Re: Merge HadoopInputFormatIO and HDFSIO in a single module

Dan Halperin Thu, 16 Feb 2017 08:18:10 -0800

Chiming in a bit late, but here's my 2 cents.

HdfsFileSystem vs Hadoop*InputFormatIO is a red herring:
  * HdfsFileSystem is for file-format-specific, Beam-native, parsers of
files. It will make TextIO, AvroIO, etc., work for files that happen to be
located at hdfs:// URIs.
  * This is complementary to the ability to read things that implement
InputFormat, like Cassandra, Parquet, etc -- many of which aren't even
files. Not redundant.
  * Except, HdfsFileSystem would empower users to use TextIO or AvroIO
directly instead of HdfsIO with a TextInputFormat reader. This would be
better for users on runners that do balanced splitting, dynamic work
rebalancing, etc.

HdfsIO is really a Hadoop *FileInputFormat* reader; Dipti's
HadoopInputFormatIO is indeed a Hadoop *InputFormat* reader. IMO the key
component of the name is "InputFormat" -- these IOs are specific to the
InputFormat API and are intended to work with anything that implements it.
  * Yes, these two have a lot in common as they both operate on
InputFormats.
  * Tthe FileInputFormat reader gets to call some special APIs that the
generic InputFormat reader cannot -- so they are not completely redundant.
Specifically, FileInputFormat reader can do size-based splitting.

I'd recommend one of:
   * Move HdfsIO and HadoopInputFormatIO into a common module (and rename
HdfsIO to reflect that it's really about FileInputFormat).
   * See if we can "inline" the FileInputFormat specific parts of HdfsIO
inside of HadoopInputFormatIO via reflection. If so, we can get the best of
both worlds with shared code.

(And I think renaming to HadoopIO doesn't make sense. "InputFormat" is the
key component of the name -- it reads things that implement the InputFormat
interface. "Hadoop" means a lot more than that.)
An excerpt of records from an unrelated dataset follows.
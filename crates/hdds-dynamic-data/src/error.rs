// SPDX-License-Identifier: Apache-2.0 OR MIT
// Copyright (c) 2025-2026 naskel.com

//! Error types for DynamicData access.

use thiserror::Error;

/// Result alias used throughout the crate.
pub type Result<T> = std::result::Result<T, DynamicDataError>;

/// Errors for DynamicData operations.
///
/// Every failing call leaves the sample untouched: kinds, bounds and
/// conversions are validated before anything is written to storage.
#[derive(Debug, Clone, PartialEq, Error)]
pub enum DynamicDataError {
    /// Name or index not declared in the type.
    #[error("Unknown member: {0}")]
    UnknownMember(String),

    /// Type name not present in the registry.
    #[error("Unknown type: {0}")]
    UnknownType(String),

    /// Malformed path expression.
    #[error("Invalid member path '{path}' at byte {position}: {reason}")]
    PathSyntax {
        path: String,
        position: usize,
        reason: String,
    },

    /// Wrong number of indices for a multi-dimensional array.
    #[error("Dimension mismatch: expected {expected} indices, got {got}")]
    DimensionMismatch { expected: usize, got: usize },

    /// Index outside the declared or current bounds.
    #[error("Index out of range: {index} >= {bound}")]
    IndexOutOfRange { index: usize, bound: usize },

    /// Operation not valid for the member's kind, or value of the wrong kind.
    #[error("Type mismatch: expected {expected}, got {got}")]
    TypeMismatch { expected: String, got: String },

    /// Stored ordinal has no enumerator in the enum type.
    #[error("Unknown enumerator: {type_name} has no enumerator with ordinal {ordinal}")]
    UnknownEnumerator { type_name: String, ordinal: i32 },

    /// `None`/null assigned to a member that is not `@optional`.
    #[error("Member '{0}' is not optional")]
    NotOptional(String),

    /// Bounded sequence would exceed its maximum length.
    #[error("Sequence length exceeds maximum: {length} > {max}")]
    SequenceTooLong { length: usize, max: usize },

    /// Bounded string would exceed its maximum length.
    #[error("String length exceeds maximum: {length} > {max}")]
    StringTooLong { length: usize, max: usize },

    /// A loan taken from this slot was never returned.
    #[error("Member '{0}' is still on loan")]
    LoanOutstanding(String),

    /// CDR buffer could not be encoded or decoded.
    #[error("CDR error: {0}")]
    Cdr(String),
}

impl DynamicDataError {
    pub(crate) fn type_mismatch(expected: impl Into<String>, got: impl Into<String>) -> Self {
        Self::TypeMismatch {
            expected: expected.into(),
            got: got.into(),
        }
    }

    pub(crate) fn path(path: &str, position: usize, reason: impl Into<String>) -> Self {
        Self::PathSyntax {
            path: path.to_string(),
            position,
            reason: reason.into(),
        }
    }
}

#[cfg(test)]
mod tests {
    use super::*;

    #[test]
    fn test_error_messages() {
        let err = DynamicDataError::IndexOutOfRange { index: 4, bound: 4 };
        assert_eq!(err.to_string(), "Index out of range: 4 >= 4");

        let err = DynamicDataError::path("a[", 2, "expected index");
        assert_eq!(
            err.to_string(),
            "Invalid member path 'a[' at byte 2: expected index"
        );
    }
}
On Wed, Feb 15, 2017 at 1:31 PM, Raghu Angadi <rang...@google.com.invalid>
wrote:

> Dipti,
>
> Also how about calling it just HadoopIO?
>
> On Wed, Feb 15, 2017 at 11:13 AM, Raghu Angadi <rang...@google.com> wrote:
>
> > I skimmed through HdfsIO and I think it is essentially
> HahdoopInpuFormatIO
> > with FileInputFormat. I would pretty much move most of the code to
> > HadoopInputFormatIO (just make HdfsIO a specific instance of HIF_IO).
> >
> > On Wed, Feb 15, 2017 at 9:15 AM, Dipti Kulkarni <
> > dipti_dkulka...@persistent.com> wrote:
> >
> >> Hello there!
> >> I am working on writing a Read IO for Hadoop InputFormat. This will
> >> enable reading from any datasource which supports Hadoop InputFormat,
> i.e.
> >> provides source to read from InputFormat for integration with Hadoop.
> >> It makes sense for the HadoopInputFormatIO to share some code with the
> >> HdfsIO - WritableCoder in particular, but also some helper classes like
> >> SerializableSplit etc. I was wondering if we could move HDFS and
> >> HadoopInputFormat into a shared module for Hadoop IO in general instead
> of
> >> maintaining them separately.
> >> Do let me know on what you think, please let me know if you can think of
> >> any other ideas too.
> >>
> >> Thanks,
> >> Dipti
> >>
> >>
> >> DISCLAIMER
> >> ==========
> >> This e-mail may contain privileged and confidential information which is
> >> the property of Persistent Systems Ltd. It is intended only for the use
> of
> >> the individual or entity to which it is addressed. If you are not the
> >> intended recipient, you are not authorized to read, retain, copy, print,
> >> distribute or use this message. If you have received this communication
> in
> >> error, please notify the sender and delete all copies of this message.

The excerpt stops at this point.